*** Opening Record excerpts ***
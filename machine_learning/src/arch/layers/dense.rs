use ndarray::prelude::*;
use rand::Rng;

use crate::{
    MlErr, Result,
    arch::{LayerGrad, activations::ActFn},
    initialization::{ConstParamGen, ParamGen, RandParamGen},
    optimization::Optimizer,
};

/// A fully connected layer: `a = act_fn(Wᵀ·x + b)`.
///
/// The weights are stored as an `(inputs, outputs)` matrix, so entry `(i, j)` connects input `i`
/// to output `j`.
#[derive(Clone, Debug, PartialEq)]
pub struct Dense {
    w: Array2<f32>,
    b: Array1<f32>,
    act_fn: ActFn,
}

impl Dense {
    /// Creates a new `Dense` from explicit parameters.
    ///
    /// # Arguments
    /// * `w` - The `(inputs, outputs)` weight matrix.
    /// * `b` - The biases, one per output.
    /// * `act_fn` - The activation applied to the weighted sums.
    ///
    /// # Returns
    /// An error if the amount of biases doesn't match the amount of outputs.
    pub fn new(w: Array2<f32>, b: Array1<f32>, act_fn: ActFn) -> Result<Self> {
        if w.ncols() != b.len() {
            return Err(MlErr::SizeMismatch {
                what: "biases",
                got: b.len(),
                expected: w.ncols(),
            });
        }

        Ok(Self { w, b, act_fn })
    }

    /// Creates a new `Dense` with weights drawn from `(-0.2, 0.2) / sqrt(inputs)` and zero biases.
    ///
    /// # Arguments
    /// * `rng` - A random number generator.
    /// * `dim` - The amount of inputs and outputs.
    /// * `act_fn` - The activation applied to the weighted sums.
    ///
    /// # Returns
    /// An error if the layer has no inputs.
    pub fn init<R: Rng + ?Sized>(rng: &mut R, dim: (usize, usize), act_fn: ActFn) -> Result<Self> {
        let (fan_in, fan_out) = dim;
        let size = fan_in * fan_out;

        let weights = RandParamGen::scaled_uniform(rng, size, fan_in)?.sample_exact(size);
        let biases = ConstParamGen::new(0., fan_out).sample_exact(fan_out);

        Self::new(
            Array2::from_shape_vec(dim, weights)?,
            Array1::from_vec(biases),
            act_fn,
        )
    }

    /// Returns the amount of inputs and outputs.
    pub fn dim(&self) -> (usize, usize) {
        self.w.dim()
    }

    /// Returns the amount of parameters this layer has.
    pub fn size(&self) -> usize {
        self.w.len() + self.b.len()
    }

    pub fn weights(&self) -> ArrayView2<'_, f32> {
        self.w.view()
    }

    pub fn biases(&self) -> ArrayView1<'_, f32> {
        self.b.view()
    }

    pub fn act_fn(&self) -> ActFn {
        self.act_fn
    }

    /// Computes this layer's activation for the previous layer's activation `x`.
    ///
    /// # Panics
    /// If `x` doesn't have exactly as many entries as the layer has inputs.
    pub fn forward(&self, x: ArrayView1<f32>) -> Array1<f32> {
        let z = self.w.t().dot(&x) + &self.b;
        self.act_fn.f(z)
    }

    /// Computes the gradient of this layer's parameters.
    ///
    /// # Arguments
    /// * `x` - The activation this layer received on the forward pass.
    /// * `d` - The delta of this layer's weighted sums.
    pub fn backward(&self, x: ArrayView1<f32>, d: ArrayView1<f32>) -> LayerGrad {
        let dw = Array2::from_shape_fn(self.w.dim(), |(i, j)| x[i] * d[j]);
        LayerGrad::new(dw, d.to_owned())
    }

    /// Carries a delta back through the weights, before the previous layer's activation gating.
    pub fn propagate(&self, d: ArrayView1<f32>) -> Array1<f32> {
        self.w.dot(&d)
    }

    /// Updates the parameters in place following the optimizer's rule.
    ///
    /// # Returns
    /// An error if the gradient's shape doesn't match this layer.
    pub fn update<O: Optimizer>(&mut self, optimizer: &mut O, grad: &LayerGrad) -> Result<()> {
        if grad.dw().dim() != self.w.dim() {
            return Err(MlErr::SizeMismatch {
                what: "weight gradient",
                got: grad.dw().len(),
                expected: self.w.len(),
            });
        }

        if grad.db().len() != self.b.len() {
            return Err(MlErr::SizeMismatch {
                what: "bias gradient",
                got: grad.db().len(),
                expected: self.b.len(),
            });
        }

        optimizer.update_params(self.w.view_mut(), grad.dw());
        optimizer.update_params(self.b.view_mut(), grad.db());
        Ok(())
    }

    /// Whether every parameter is a finite number.
    pub fn is_finite(&self) -> bool {
        self.w.iter().chain(&self.b).all(|p| p.is_finite())
    }
}
mod gaussian;
mod generators;
mod point;

use ndarray::Array2;
use rand::{Rng, seq::SliceRandom};

pub use gaussian::BoxMuller;
pub use generators::{
    DatasetKind, DatasetSpec, diagonal_stripes, generate, quadrant_blobs, two_moons,
};
pub use point::Point;

/// The amount of features every point carries, its two coordinates.
pub const FEATURES: usize = 2;

/// An ordered collection of labeled points.
///
/// The order is the one in which the points were generated and carries no meaning, it can be
/// shuffled freely.
#[derive(Debug, Clone, Default, PartialEq)]
pub struct Dataset {
    points: Vec<Point>,
}

impl Dataset {
    /// Creates a new `Dataset`.
    ///
    /// # Arguments
    /// * `points` - The points the dataset is composed of.
    pub fn new(points: Vec<Point>) -> Self {
        Self { points }
    }

    pub fn len(&self) -> usize {
        self.points.len()
    }

    pub fn is_empty(&self) -> bool {
        self.points.is_empty()
    }

    pub fn points(&self) -> &[Point] {
        &self.points
    }

    pub fn iter(&self) -> std::slice::Iter<'_, Point> {
        self.points.iter()
    }

    /// Gives mutable access to the points, only their predictions can be changed through it.
    pub fn points_mut(&mut self) -> &mut [Point] {
        &mut self.points
    }

    /// Returns the amount of classes, labels are contiguous so it's the highest label plus one.
    pub fn num_classes(&self) -> usize {
        self.points
            .iter()
            .map(|p| p.label() + 1)
            .max()
            .unwrap_or_default()
    }

    /// Counts the points of each class.
    pub fn label_counts(&self) -> Vec<usize> {
        let mut counts = vec![0; self.num_classes()];

        for point in &self.points {
            counts[point.label()] += 1;
        }

        counts
    }

    /// Returns the share of points whose prediction matches their label.
    ///
    /// # Returns
    /// `None` if no point has been predicted yet, a point without prediction counts as a miss.
    pub fn accuracy(&self) -> Option<f32> {
        if self.points.iter().all(|p| p.predicted().is_none()) {
            return None;
        }

        let correct = self
            .points
            .iter()
            .filter(|p| p.is_correct() == Some(true))
            .count();

        Some(correct as f32 / self.points.len() as f32)
    }

    /// Removes the prediction of every point.
    pub fn clear_predictions(&mut self) {
        self.points.iter_mut().for_each(Point::clear_prediction);
    }

    /// Shuffles the points in place.
    pub fn shuffle<R: Rng + ?Sized>(&mut self, rng: &mut R) {
        self.points.shuffle(rng);
    }

    /// Stacks the coordinates of every point as the rows of a `(len, 2)` matrix.
    pub fn features(&self) -> Array2<f32> {
        Array2::from_shape_fn((self.points.len(), FEATURES), |(i, j)| {
            let point = &self.points[i];
            if j == 0 { point.x() } else { point.y() }
        })
    }

    /// Encodes the labels as the one-hot rows of a `(len, num_classes)` matrix.
    ///
    /// # Arguments
    /// * `num_classes` - The width of each row, labels outside of it yield an all-zero row.
    pub fn one_hot(&self, num_classes: usize) -> Array2<f32> {
        let mut targets = Array2::zeros((self.points.len(), num_classes));

        for (mut row, point) in targets.rows_mut().into_iter().zip(&self.points) {
            if let Some(target) = row.get_mut(point.label()) {
                *target = 1.;
            }
        }

        targets
    }
}

impl FromIterator<Point> for Dataset {
    fn from_iter<I: IntoIterator<Item = Point>>(iter: I) -> Self {
        Self::new(iter.into_iter().collect())
    }
}

impl<'a> IntoIterator for &'a Dataset {
    type Item = &'a Point;
    type IntoIter = std::slice::Iter<'a, Point>;

    fn into_iter(self) -> Self::IntoIter {
        self.points.iter()
    }
}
*** Closing Record excerpts ***
▸ **What is required**: Among the lines of the records, copy out each one that contains the word "their".

▸ **Task output**:
    /// Gives mutable access to the points, only their predictions can be changed through it.
    /// Returns the share of points whose prediction matches their label.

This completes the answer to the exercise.